1. NEJM 2014; 370: 932-942

9 thoughts on “Selection key in prostate surgery

  1. Dr Mark Faigen says:

     This article shows a distinct, but not a huge , benefit, in treating intermediate prostate cancer, with Radical Prostatectomy, as compared with , watchful waiting. ( 11% reduction in prostate cancer deaths ) The findings , provide important information, that can be used , in discussing the pros and cons of Surgery, with patients.

  2. George Hamor says:

    I tend to agree with  RadOnc.

    The study is unhepful because to my knowledge no-one advocates “watchful waiting” these days; it is all about Active Surveillance.

    The question also needs to be asked: Why is/was there ANY mortality in the RP group?

    The answer is, we don’t know. Many more studies need to be done on non-aggressive prostate cancer before we can predict with certainty how to advise patients.

    I have been diagnosed with such disease recently, I have sought out expert opinions and read as much as I can about the subject. I favour AS, mainly because I am reluctant to accept morbidity from surgery when the outcome is unpredicatble.

    Immune modulation is likely to be the treatment of choice in the future; surgery may well be a thing of the past.

  3. Dr Kevin B. ORR says:

    The problem with “quality of life is better than length of life” is that the smokers, heavy drinkers and others that seek pleasure over health, can say the same thing!.


  4. Sue Ieraci says:

    I haven’t heard this discussed, but I suspect PSA has become a substitute for digital rectal examination where patient and/or doctor are reluctant due to ”yuk factor”. What do others think?

  5. Ehud Zamir says:

    To “Concerned Medico”: PSA screening in the absence of a palpable prostate mass has been, to my knowledge, shown to be mostly related to the total prostate mass and often simply due to BPH. It was shown by a large American study some ?5 years ago. Like you, I will not have PSA tested but perhaps a simple rectal exam will tell me whether or not I need to test further. Note the results show that even with radical prostatectomy almost 20% still died from it, so this is not guaranteed cure. The magnitude of the effect is moderate, not huge, given the morbidity.


  6. Bruce Connor says:

    How really comparable  are the two groups ?

    Were prostate biopsies done on all patents? And  was the histologcal cancer grading overall comparable between the two groups? What % had extra capsular extenson?  What is mean by intermediate risk prostate cancer?


  7. Guy Buters says:

    My experience suggests that the radical prostatectomy is being “oversold” by our urology colleges. They appear to be understating the rate of impotence and incontinence to their patients.

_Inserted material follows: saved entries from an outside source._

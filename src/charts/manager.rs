// Copyright 2026, Jeroen van Erp <jeroen@geeko.me>
// SPDX-License-Identifier: Apache-2.0

//! Installation backend for system charts.

use crate::charts::values::Values;
use crate::error::{ControllerError, Result};
use async_trait::async_trait;
use std::process::Stdio;
use tokio::io::AsyncWriteExt;
use tokio::process::Command;
use tracing::{debug, info, instrument};

/// Desired state of one installed chart
#[derive(Debug, Clone, PartialEq)]
pub struct ChartRelease {
    pub namespace: String,
    pub chart_name: String,
    /// Lowest acceptable chart version, empty for none
    pub min_version: String,
    /// Exact chart version, empty for none
    pub exact_version: String,
    pub values: Values,
    /// Adopt resources that exist in the cluster but are not owned by the release
    pub take_ownership: bool,
    /// Image to run the install operation with, empty for the default
    pub install_image_override: String,
}

impl ChartRelease {
    /// Version constraint handed to the installer. An exact version wins over
    /// a minimum version.
    pub fn version_constraint(&self) -> Option<String> {
        if !self.exact_version.is_empty() {
            Some(self.exact_version.clone())
        } else if !self.min_version.is_empty() {
            Some(format!(">={}", self.min_version))
        } else {
            None
        }
    }
}

/// Installs and removes charts
#[async_trait]
pub trait ChartManager: Send + Sync {
    /// Make sure the release is installed with the given version and values
    async fn ensure(&self, release: &ChartRelease) -> Result<()>;

    /// Remove the release if it is installed
    async fn uninstall(&self, namespace: &str, chart_name: &str) -> Result<()>;
}

/// [`ChartManager`] driving the `helm` CLI
pub struct HelmManager {
    repository: String,
}

impl HelmManager {
    pub fn new(repository: impl Into<String>) -> Self {
        Self {
            repository: repository.into(),
        }
    }

    fn upgrade_args(&self, release: &ChartRelease) -> Vec<String> {
        let mut args = vec![
            "upgrade".to_string(),
            "--install".to_string(),
            release.chart_name.clone(),
            format!("{}/{}", self.repository, release.chart_name),
            "--namespace".to_string(),
            release.namespace.clone(),
            "--create-namespace".to_string(),
            "--values".to_string(),
            "-".to_string(),
        ];
        if let Some(version) = release.version_constraint() {
            args.push("--version".to_string());
            args.push(version);
        }
        if release.take_ownership {
            args.push("--take-ownership".to_string());
        }
        args
    }
}

#[async_trait]
impl ChartManager for HelmManager {
    #[instrument(skip(self, release), fields(chart = %release.chart_name, namespace = %release.namespace))]
    async fn ensure(&self, release: &ChartRelease) -> Result<()> {
        if !release.install_image_override.is_empty() {
            debug!(
                "helm runs in-process, not using operation image {}",
                release.install_image_override
            );
        }

        let values = serde_yaml::to_string(&release.values)
            .map_err(|e| ControllerError::Helm(format!("failed to render values: {}", e)))?;

        let mut child = Command::new("helm")
            .args(self.upgrade_args(release))
            .stdin(Stdio::piped())
            .stdout(Stdio::piped())
            .stderr(Stdio::piped())
            .spawn()
            .map_err(|e| ControllerError::Helm(format!("failed to run helm: {}", e)))?;

        if let Some(mut stdin) = child.stdin.take() {
            stdin
                .write_all(values.as_bytes())
                .await
                .map_err(|e| ControllerError::Helm(format!("failed to pass values: {}", e)))?;
        }

        let output = child
            .wait_with_output()
            .await
            .map_err(|e| ControllerError::Helm(format!("failed to run helm: {}", e)))?;

        if !output.status.success() {
            let stderr = String::from_utf8_lossy(&output.stderr);
            return Err(ControllerError::Helm(format!(
                "helm upgrade of {} failed: {}",
                release.chart_name, stderr
            )));
        }

        info!(
            version = ?release.version_constraint(),
            "Chart {} is installed",
            release.chart_name
        );
        Ok(())
    }

    #[instrument(skip(self))]
    async fn uninstall(&self, namespace: &str, chart_name: &str) -> Result<()> {
        let output = Command::new("helm")
            .args([
                "uninstall",
                chart_name,
                "--namespace",
                namespace,
                "--ignore-not-found",
            ])
            .output()
            .await
            .map_err(|e| ControllerError::Helm(format!("failed to run helm: {}", e)))?;

        if !output.status.success() {
            let stderr = String::from_utf8_lossy(&output.stderr);
            return Err(ControllerError::Helm(format!(
                "helm uninstall of {} failed: {}",
                chart_name, stderr
            )));
        }

        debug!("Chart {} is not installed", chart_name);
        Ok(())
    }
}
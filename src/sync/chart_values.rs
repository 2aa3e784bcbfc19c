// Copyright 2026, Jeroen van Erp <jeroen@geeko.me>
// SPDX-License-Identifier: Apache-2.0

//! Copies the webhook chart values of a management cluster object into the
//! custom values ConfigMap of the downstream cluster.

use crate::constants::charts::{CUSTOM_VALUE_MAP_NAME, WEBHOOK_CHART_NAME};
use crate::constants::namespaces::SYSTEM;
use crate::constants::PART_OF_LABEL;
use crate::error::Result;
use crate::types::Cluster;
use k8s_openapi::api::core::v1::ConfigMap;
use kube::{
    api::{ObjectMeta, PostParams},
    Api, ResourceExt,
};
use std::collections::BTreeMap;
use tracing::{debug, info, instrument};

pub struct ChartValuesPropagator {
    cluster_name: String,
    config_maps: Api<ConfigMap>,
}

impl ChartValuesPropagator {
    /// `config_maps` must point at the system namespace of the downstream cluster
    pub fn new(cluster_name: impl Into<String>, config_maps: Api<ConfigMap>) -> Self {
        Self {
            cluster_name: cluster_name.into(),
            config_maps,
        }
    }

    /// Sync the webhook values of `cluster` downstream. Other clusters and
    /// clusters without chart values are ignored; an unchanged value is not
    /// written again.
    #[instrument(skip(self, cluster), fields(cluster = %self.cluster_name))]
    pub async fn on_cluster_change(&self, cluster: &Cluster) -> Result<()> {
        if cluster.name_any() != self.cluster_name {
            return Ok(());
        }
        let Some(chart_values) = cluster.spec.chart_values.as_ref() else {
            return Ok(());
        };
        let webhook_values = chart_values
            .get(WEBHOOK_CHART_NAME)
            .cloned()
            .unwrap_or_default();

        let mut config_map = match self.config_maps.get(CUSTOM_VALUE_MAP_NAME).await {
            Ok(config_map) => config_map,
            Err(kube::Error::Api(err)) if err.code == 404 => {
                return self.create_config_map(webhook_values).await;
            }
            Err(e) => return Err(e.into()),
        };

        let data = config_map.data.get_or_insert_with(BTreeMap::new);
        if data.get(WEBHOOK_CHART_NAME) == Some(&webhook_values) {
            debug!("Values for {} are unchanged", WEBHOOK_CHART_NAME);
            return Ok(());
        }
        data.insert(WEBHOOK_CHART_NAME.to_string(), webhook_values);

        self.config_maps
            .replace(CUSTOM_VALUE_MAP_NAME, &PostParams::default(), &config_map)
            .await?;
        info!("Updated ConfigMap {}/{}", SYSTEM, CUSTOM_VALUE_MAP_NAME);
        Ok(())
    }

    async fn create_config_map(&self, webhook_values: String) -> Result<()> {
        let config_map = ConfigMap {
            metadata: ObjectMeta {
                name: Some(CUSTOM_VALUE_MAP_NAME.to_string()),
                namespace: Some(SYSTEM.to_string()),
                labels: Some(BTreeMap::from([(
                    PART_OF_LABEL.0.to_string(),
                    PART_OF_LABEL.1.to_string(),
                )])),
                ..Default::default()
            },
            data: Some(BTreeMap::from([(
                WEBHOOK_CHART_NAME.to_string(),
                webhook_values,
            )])),
            ..Default::default()
        };

        self.config_maps
            .create(&PostParams::default(), &config_map)
            .await?;
        info!("Created ConfigMap {}/{}", SYSTEM, CUSTOM_VALUE_MAP_NAME);
        Ok(())
    }
}
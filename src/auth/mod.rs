// Copyright 2026, Jeroen van Erp <jeroen@geeko.me>
// SPDX-License-Identifier: Apache-2.0

//! Auth provider cleanup: the lock state machine and the cleanup routine.

pub mod cleanup;
pub mod lock;

pub use cleanup::{CleanupService, SecretCleanup};
pub use lock::{CleanupLock, CleanupStep};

The unfortunate pt is left impotent and dribbling with the promise that it may extend their life. Personally I consider either complication unacceptable and therefor would not have my PSA tested (I’m 52). As a profession we need to consider quality of life rather than length of life.  

  8. Samuel Leung says:

    The debate should be ‘active intervention’ vs observation rather than ‘surgery’ vs observation. It should not be forgotten that radiation treatment compares very favorably with surgery although there has never been a randomised head to head randomized trial. There are virtually NO patients that can not be safely treated with radiation compared with high risk surgical patients at risk of significant acute, chronic complications & even mortality.

  9. taylorr@amamember says:

    Men over 65 may also benefit from Radical Prostatectomy if, like me, they are on family form otherwise likely to live well into their late 90s or beyond. I chose that option at 67 and have no trace of secondaries three years later. (Still checking.) Sure I may have done well without surgery but who wants to live with the uncertainty of knowing you have low grade CA that MAY disseminate at some time.